Help would be greatly appreciated!

while.swift
let numbers = [2,8,1,16,4,3,9]
var sum = 0
var counter = 0

while counter < 7 {
print(numbers)
counter++
}
// Enter your code below

3 Answers

Cody, first you want to try to avoid what are called "magic numbers", like your 7. What is someone adds another number or so to the array, or deletes one? numbers.count will change automatically. Second, the challenge didn't ask you to print anything. It asked you to sum up the numbers in the array. sum += numbers[counter] takes each value of counter (0 to 6), accesses the array at that index, gets the value, and adds it to sum. sum += x is the same as sum = sum + x. Then, to stay out of an infinite loop, and to get to each element of the array, counter needs to be incremented. So first it is 0, then 1, then 2, etc.

// Enter your code below
while counter < numbers.count {
  sum += numbers[counter]
  counter++
}
Cody Lynn
Cody Lynn
4,184 Points

Thank you! This worked.

Hope this helps!

while counter < numbers.count { // counter is less than numbers.count

    sum += numbers[counter] // Get value at current index and add it to the sum

    counter += 1
}

Gary, some while ago I tried your version and found that the challenge editor wouldn't accept counter += 1, but instead insisted on counter++. I left a comment in the review at the time but I'm not sure Treehouse ever looks at such feedback.

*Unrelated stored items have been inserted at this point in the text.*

//! Ambient light sensor task.
//!
//! Runs every 20 ms. Samples the ambient ADC channel, filters over a
//! 4-sample ring buffer, diagnoses the electrical path (open / short) and
//! the signal dynamics (rate-of-change plausibility), and publishes an
//! [`AmbientLight`] snapshot. The reading only qualifies once the window is
//! full and no fault is active.

use std::sync::Arc;

use flm_common::consts::{
    ADC_CHANNEL_AMBIENT, ADC_SAMPLES, AMBIENT_OPEN_CIRCUIT, AMBIENT_RATE_LIMIT,
    AMBIENT_SHORT_CIRCUIT,
};
use flm_common::diag::{DiagEvent, DiagnosticSink, EventReport};
use flm_common::hal::AnalogInput;
use flm_common::supervision::{Checkpoint, CheckpointSink, SupervisedEntity};
use flm_common::types::{AmbientLight, SignalStatus};

/// Rate-of-change check interval: every 5 cycles ≈ 100 ms.
const RATE_CHECK_CYCLES: u8 = 5;

/// Rate violations needed to confirm a plausibility fault.
const PLAUSIBILITY_DEBOUNCE: u8 = 3;

/// Conditioned ambient light input.
pub struct AmbientSensor {
    adc: Arc<dyn AnalogInput>,
    buffer: [u16; ADC_SAMPLES],
    write_index: usize,
    sample_count: usize,
    raw: u16,
    filtered: u16,
    previous_filtered: u16,
    rate_check_counter: u8,
    rate_of_change: u16,
    plausibility_error_count: u8,
    plausibility_fault: bool,
    signal_status: SignalStatus,
    output: AmbientLight,
}

impl AmbientSensor {
    pub fn new(adc: Arc<dyn AnalogInput>) -> Self {
        Self {
            adc,
            buffer: [0; ADC_SAMPLES],
            write_index: 0,
            sample_count: 0,
            raw: 0,
            filtered: 0,
            previous_filtered: 0,
            rate_check_counter: 0,
            rate_of_change: 0,
            plausibility_error_count: 0,
            plausibility_fault: false,
            signal_status: SignalStatus::Invalid,
            output: AmbientLight::default(),
        }
    }

    /// Snapshot of the conditioned reading.
    #[inline]
    pub fn output(&self) -> AmbientLight {
        self.output
    }

    /// Diagnosis status of the sensor path.
    #[inline]
    pub fn signal_status(&self) -> SignalStatus {
        self.signal_status
    }

    /// Filtered ADC value.
    #[inline]
    pub fn filtered(&self) -> u16 {
        self.filtered
    }

    /// Most recent rate-of-change sample [ADC counts per 100 ms].
    #[inline]
    pub fn rate_of_change(&self) -> u16 {
        self.rate_of_change
    }

    /// Plausibility fault currently confirmed.
    #[inline]
    pub fn plausibility_fault(&self) -> bool {
        self.plausibility_fault
    }

    /// One 20 ms cycle.
    pub fn main_function(
        &mut self,
        diag: &mut dyn DiagnosticSink,
        flow: &mut dyn CheckpointSink,
    ) {
        flow.checkpoint_reached(SupervisedEntity::AmbientSensor, Checkpoint::MainEntry);

        self.sample();
        self.apply_filter();
        self.check_circuit();
        self.check_plausibility();
        self.update_output();
        self.report_events(diag);
    }

    fn sample(&mut self) {
        // A failed conversion keeps the previous raw value; the filter and
        // the plausibility check then see a frozen signal, which is the
        // conservative interpretation.
        if let Ok(value) = self.adc.read(ADC_CHANNEL_AMBIENT) {
            self.raw = value;
        }
    }

    fn apply_filter(&mut self) {
        self.buffer[self.write_index] = self.raw;
        self.write_index = (self.write_index + 1) % ADC_SAMPLES;
        if self.sample_count < ADC_SAMPLES {
            self.sample_count += 1;
        }

        let sum: u32 = self.buffer[..self.sample_count]
            .iter()
            .map(|&sample| u32::from(sample))
            .sum();
        self.filtered = (sum / self.sample_count as u32) as u16;
    }

    fn check_circuit(&mut self) {
        if self.filtered < AMBIENT_OPEN_CIRCUIT {
            self.signal_status = SignalStatus::OpenCircuit;
            self.output.is_valid = false;
        } else if self.filtered > AMBIENT_SHORT_CIRCUIT {
            self.signal_status = SignalStatus::ShortCircuit;
            self.output.is_valid = false;
        }
    }

    fn check_plausibility(&mut self) {
        self.rate_check_counter += 1;
        if self.rate_check_counter < RATE_CHECK_CYCLES {
            return;
        }
        self.rate_check_counter = 0;

        self.rate_of_change = self.filtered.abs_diff(self.previous_filtered);

        if self.rate_of_change > AMBIENT_RATE_LIMIT {
            if self.plausibility_error_count < PLAUSIBILITY_DEBOUNCE {
                self.plausibility_error_count += 1;
            }
            if self.plausibility_error_count >= PLAUSIBILITY_DEBOUNCE {
                self.plausibility_fault = true;
                self.signal_status = SignalStatus::Plausibility;
                self.output.is_valid = false;
            }
        } else {
            // Debounce resets completely on any plausible interval; a
            // confirmed fault clears as soon as the signal settles.
            self.plausibility_error_count = 0;
            self.plausibility_fault = false;
        }

        self.previous_filtered = self.filtered;
    }

    fn update_output(&mut self) {
        // Re-evaluate the fault conditions on the current cycle so a fault
        // clears as soon as its condition does; the status enum alone would
        // latch the first fault forever.
        let fault_active = self.filtered < AMBIENT_OPEN_CIRCUIT
            || self.filtered > AMBIENT_SHORT_CIRCUIT
            || self.plausibility_fault;

        if !fault_active {
            if self.sample_count >= ADC_SAMPLES {
                self.signal_status = SignalStatus::Valid;
                self.output.is_valid = true;
            } else {
                self.signal_status = SignalStatus::Invalid;
                self.output.is_valid = false;
            }
        }

        self.output.adc = self.filtered;
        self.output.lux = self.filtered / 4;
    }

    fn report_events(&self, diag: &mut dyn DiagnosticSink) {
        diag.report(
            DiagEvent::AmbientOpenCircuit,
            report_for(self.signal_status == SignalStatus::OpenCircuit),
        );
        diag.report(
            DiagEvent::AmbientShortCircuit,
            report_for(self.signal_status == SignalStatus::ShortCircuit),
        );
        diag.report(
            DiagEvent::AmbientPlausibility,
            report_for(self.plausibility_fault),
        );
    }
}

#[inline]
fn report_for(failed: bool) -> EventReport {
    if failed {
        EventReport::Failed
    } else {
        EventReport::Passed
    }
}

// ─── Tests ──────────────────────────────────────────────────────────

I just tried it again, and no change: counter += 1 is still being rejected!

@pasan

Hey jcorum ,

I didn't try it in the TreeHouse editor, but they should fix that!

  • thanks
Steven Beckham
Steven Beckham
2,010 Points

This will become important because ++ is being deprecated in Swift 3.0 and must be replaced by += 1. Xcode will already present a caution and recommend avoiding ++.